By Lisa Dion, LPC, RPT-S
This is such an important question because the field has overemphasized the child’s process and has not emphasized the therapist’s process enough or the roll the therapist plays in the child’s healing. I tell my students all the time, “you are the most important toy in the playroom.” And it’s true, because at the end of the day it’s the relationship between the child and the therapist that ultimately is the healing agent in the room.
Science has revealed that right brain-attuned communication heals our clients. To effectively heal a child, the therapist must have a certain level of attunement within herself to be able to attune to a child in a way to engage in a deep level of collaborative communication. One of the principles that we use in Synergetic Play Therapy is “the setup” (or “the offering”). What this means is that through the projective process, the child isn’t just setting the toys up to feel what he feels (which has been a common understanding in the play therapy field), but he is also setting the therapist up to feel how he feels. Then, the client watches how the therapist handles the experience. We tend to miss this part of the equation. And part of the wisdom in that process is that children learn most through observation.
It’s not just children doing this—adults do this to each other too all day long. In fact there is never a time when we aren’t doing it! We are engaging with people through our language, tone of voice, pacing, our timing, movements, and we are offering them information to be able to catch a glimpse or a “felt sense” of what it feels like to be us in any given moment. In a sense, we set people up and then we watch how they handle the experience, and we look for new ideas and alternative strategies and solutions for how to manage our internal states. As an example in the play therapy room, a child who has a perception of feeling deeply controlled is going to show up in the playroom controlling the toys or the therapist—not because the child is bad and not because that behavior needs to be stopped and redirected, but rather so the therapist can feel what it feels like to be that child.
Then, within the paradigm of Synergetic Play Therapy, the therapist begins to name, move and modulate that energy so that she is then modelling to the child how the child can have a relationship with himself in the midst of that particular experience.

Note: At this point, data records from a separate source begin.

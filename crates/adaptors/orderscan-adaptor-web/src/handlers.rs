//! Route handlers
//!
//! Every upload gets its own temporary directory, under the configured work
//! directory when one is set, holding the uploaded PDF and the two artifacts.
//! The directory is removed when the handler returns, whatever the outcome.

use crate::error::WebError;
use crate::WebUiServer;
use axum::body::Bytes;
use axum::extract::{Multipart, State};
use axum::http::StatusCode;
use axum::response::{Html, IntoResponse, Response};
use axum::Json;
use base64::engine::general_purpose::STANDARD;
use base64::Engine as _;
use orderscan_core::{
    csv_header, AnalysisReport, ArtifactWriter, DocumentStats, OrderScanError, SaveResult, Stage,
    StageFailure, StageOutcome,
};
use serde::Serialize;
use serde_json::json;
use std::path::Path;
use tracing::{error, info, warn};

/// Name of the uploaded PDF inside the request directory
pub const UPLOAD_FILE_NAME: &str = "uploaded_file.pdf";
/// Name of the summary artifact
pub const ANALYSIS_FILE_NAME: &str = "detailed_analysis.txt";
/// Name of the fields artifact
pub const FIELDS_FILE_NAME: &str = "extracted_fields.csv";

const TEXT_MIME: &str = "text/plain;charset=utf-8";
const CSV_MIME: &str = "text/csv;charset=utf-8";

struct Upload {
    filename: String,
    data: Bytes,
}

/// Pipeline report plus the downloadable artifacts
struct Analysis {
    report: AnalysisReport,
    summary_download: Option<String>,
    csv_download: Option<String>,
    save_failures: Vec<StageFailure>,
}

#[derive(Serialize)]
struct StepView {
    label: &'static str,
    status: &'static str,
}

#[derive(Serialize)]
struct TableView {
    header: Vec<&'static str>,
    row: Vec<String>,
}

#[derive(Serialize)]
struct ResultsView {
    source: String,
    stats: Option<DocumentStats>,
    steps: Vec<StepView>,
    failures: Vec<String>,
    summary_text: Option<String>,
    summary_download: Option<String>,
    summary_filename: &'static str,
    csv_download: Option<String>,
    csv_filename: &'static str,
    table: Option<TableView>,
}

#[derive(Serialize)]
struct ApiResponse {
    report: AnalysisReport,
    csv: Option<String>,
    save_failures: Vec<StageFailure>,
}

/// `GET /`
pub(crate) async fn index(State(server): State<WebUiServer>) -> Response {
    let max_upload_mb = server.config.max_upload_bytes / (1024 * 1024);
    render_page(&server, "index", &json!({ "max_upload_mb": max_upload_mb }), StatusCode::OK)
}

/// `GET /health`
pub(crate) async fn health() -> Json<serde_json::Value> {
    Json(json!({ "status": "ok" }))
}

/// `POST /analyze`: HTML results page
pub(crate) async fn analyze_page(State(server): State<WebUiServer>, multipart: Multipart) -> Response {
    match analyze_upload(&server, multipart).await {
        Ok(analysis) => {
            let view = results_view(analysis);
            render_page(&server, "results", &view, StatusCode::OK)
        }
        Err(e) => {
            warn!("WEB_REJECTED status={} reason={}", e.status(), e);
            render_page(
                &server,
                "error",
                &json!({ "message": e.to_string() }),
                e.status(),
            )
        }
    }
}

/// `POST /api/analyze`: JSON report and CSV text
pub(crate) async fn analyze_api(State(server): State<WebUiServer>, multipart: Multipart) -> Response {
    match analyze_upload(&server, multipart).await {
        Ok(analysis) => {
            let csv = analysis.report.csv_download();
            Json(ApiResponse {
                report: analysis.report,
                csv,
                save_failures: analysis.save_failures,
            })
            .into_response()
        }
        Err(e) => {
            warn!("WEB_REJECTED status={} reason={}", e.status(), e);
            (e.status(), Json(json!({ "error": e.to_string() }))).into_response()
        }
    }
}

fn render_page<T: Serialize>(server: &WebUiServer, name: &str, data: &T, status: StatusCode) -> Response {
    match server.pages.render(name, data) {
        Ok(html) => (status, Html(html)).into_response(),
        Err(e) => {
            error!("WEB_RENDER_FAILED page={} reason={}", name, e);
            (StatusCode::INTERNAL_SERVER_ERROR, "failed to render page").into_response()
        }
    }
}

async fn read_upload(mut multipart: Multipart) -> Result<Upload, WebError> {
    while let Some(field) = multipart.next_field().await? {
        if field.name() != Some("file") {
            continue;
        }
        let filename = field.file_name().unwrap_or_default().to_string();
        let data = field.bytes().await?;
        if filename.is_empty() && data.is_empty() {
            // Browsers send an empty part when no file was chosen
            return Err(WebError::MissingFile);
        }
        if !filename.to_lowercase().ends_with(".pdf") {
            return Err(WebError::NotPdf(filename));
        }
        return Ok(Upload { filename, data });
    }
    Err(WebError::MissingFile)
}

async fn analyze_upload(server: &WebUiServer, multipart: Multipart) -> Result<Analysis, WebError> {
    let upload = read_upload(multipart).await?;
    info!("WEB_UPLOAD file={} bytes={}", upload.filename, upload.data.len());

    let workdir = request_dir(server.config.work_dir.as_deref())?;
    let pdf_path = workdir.path().join(UPLOAD_FILE_NAME);
    tokio::fs::write(&pdf_path, &upload.data).await?;

    let mut report = server.pipeline.analyze(&pdf_path).await;
    report.source = upload.filename;

    let mut save_failures = Vec::new();

    let summary_download = match report.summary.ready() {
        Some(summary) => {
            let path = workdir.path().join(ANALYSIS_FILE_NAME);
            let saved = ArtifactWriter::save_text(&path, &summary.text);
            download(saved, TEXT_MIME, &mut save_failures).await
        }
        None => None,
    };

    let csv_download = match report.fields.as_ref().and_then(|f| f.ready()) {
        Some(fields) => {
            let path = workdir.path().join(FIELDS_FILE_NAME);
            let saved = ArtifactWriter::save_fields_csv(&path, fields);
            download(saved, CSV_MIME, &mut save_failures).await
        }
        None => None,
    };

    info!(
        "WEB_ANALYSIS_DONE id={} complete={} downloads={}",
        report.id,
        report.is_complete() && save_failures.is_empty(),
        summary_download.is_some() as usize + csv_download.is_some() as usize
    );

    // workdir is dropped (and deleted) here
    Ok(Analysis {
        report,
        summary_download,
        csv_download,
        save_failures,
    })
}

/// Read a written artifact back as a base64 `data:` URI
async fn download(saved: SaveResult, mime: &str, failures: &mut Vec<StageFailure>) -> Option<String> {
    let read = match saved {
        Ok(path) => read_artifact(&path).await,
        Err(failure) => Err(failure),
    };
    match read {
        Ok(bytes) => Some(data_uri(mime, &bytes)),
        Err(failure) => {
            warn!("WEB_ARTIFACT_FAILED reason={}", failure.reason);
            failures.push(failure);
            None
        }
    }
}

async fn read_artifact(path: &Path) -> Result<Vec<u8>, StageFailure> {
    tokio::fs::read(path)
        .await
        .map_err(|e| StageFailure::from_error(Stage::Saving, &OrderScanError::from(e)))
}

/// Fresh per-request directory, removed on drop
fn request_dir(work_dir: Option<&Path>) -> std::io::Result<tempfile::TempDir> {
    match work_dir {
        Some(root) => {
            std::fs::create_dir_all(root)?;
            tempfile::TempDir::new_in(root)
        }
        None => tempfile::TempDir::new(),
    }
}

/// `data:` URI for a download link
pub fn data_uri(mime: &str, bytes: &[u8]) -> String {
    format!("data:{};base64,{}", mime, STANDARD.encode(bytes))
}

fn step<T>(label: &'static str, outcome: Option<&StageOutcome<T>>, own_stage: Stage) -> StepView {
    let status = match outcome {
        None => "skipped",
        Some(StageOutcome::Ready(_)) => "done",
        Some(StageOutcome::Failed(f)) if f.stage == own_stage => "failed",
        Some(StageOutcome::Failed(_)) => "skipped",
    };
    StepView { label, status }
}

fn results_view(analysis: Analysis) -> ResultsView {
    let Analysis {
        report,
        summary_download,
        csv_download,
        save_failures,
    } = analysis;

    let steps = vec![
        StepView {
            label: "Extracting text from PDF",
            status: if report.document.is_some() { "done" } else { "failed" },
        },
        step("Extracting structured fields", report.fields.as_ref(), Stage::FieldExtraction),
        step("Generating detailed analysis", Some(&report.summary), Stage::Summarization),
        StepView {
            label: "Preparing downloads",
            status: if save_failures.is_empty() { "done" } else { "failed" },
        },
    ];

    let mut failures: Vec<String> = Vec::new();
    let stage_failures = [
        report.summary.failure(),
        report.fields.as_ref().and_then(|f| f.failure()),
    ];
    for failure in stage_failures.into_iter().flatten().chain(save_failures.iter()) {
        let text = failure.to_string();
        if !failures.contains(&text) {
            failures.push(text);
        }
    }

    let table = report
        .fields
        .as_ref()
        .and_then(|f| f.ready())
        .map(|fields| TableView {
            header: csv_header(),
            row: fields.csv_row(),
        });

    ResultsView {
        source: report.source.clone(),
        stats: report.document,
        steps,
        failures,
        summary_text: report.summary.ready().map(|s| s.text.clone()),
        summary_download,
        summary_filename: ANALYSIS_FILE_NAME,
        csv_download,
        csv_filename: FIELDS_FILE_NAME,
        table,
    }
}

So when I say the therapist is the most important toy in the playroom, it’s true. The toys themselves don’t actually matter as much as the emotions and sensations that arise when the child plays with the toys. The toys are used to facilitate the relationship between the therapist and the child. So to have a play therapy session, what you really only need is a child and a therapist who is deeply attuned and willing to have a relationship with herself and willing to experience “the set up”. This allows her to engage in right brain to right brain collaborative communication enabling the child to begin to integrate the experiences and challenges that he hasn’t been able to thus far.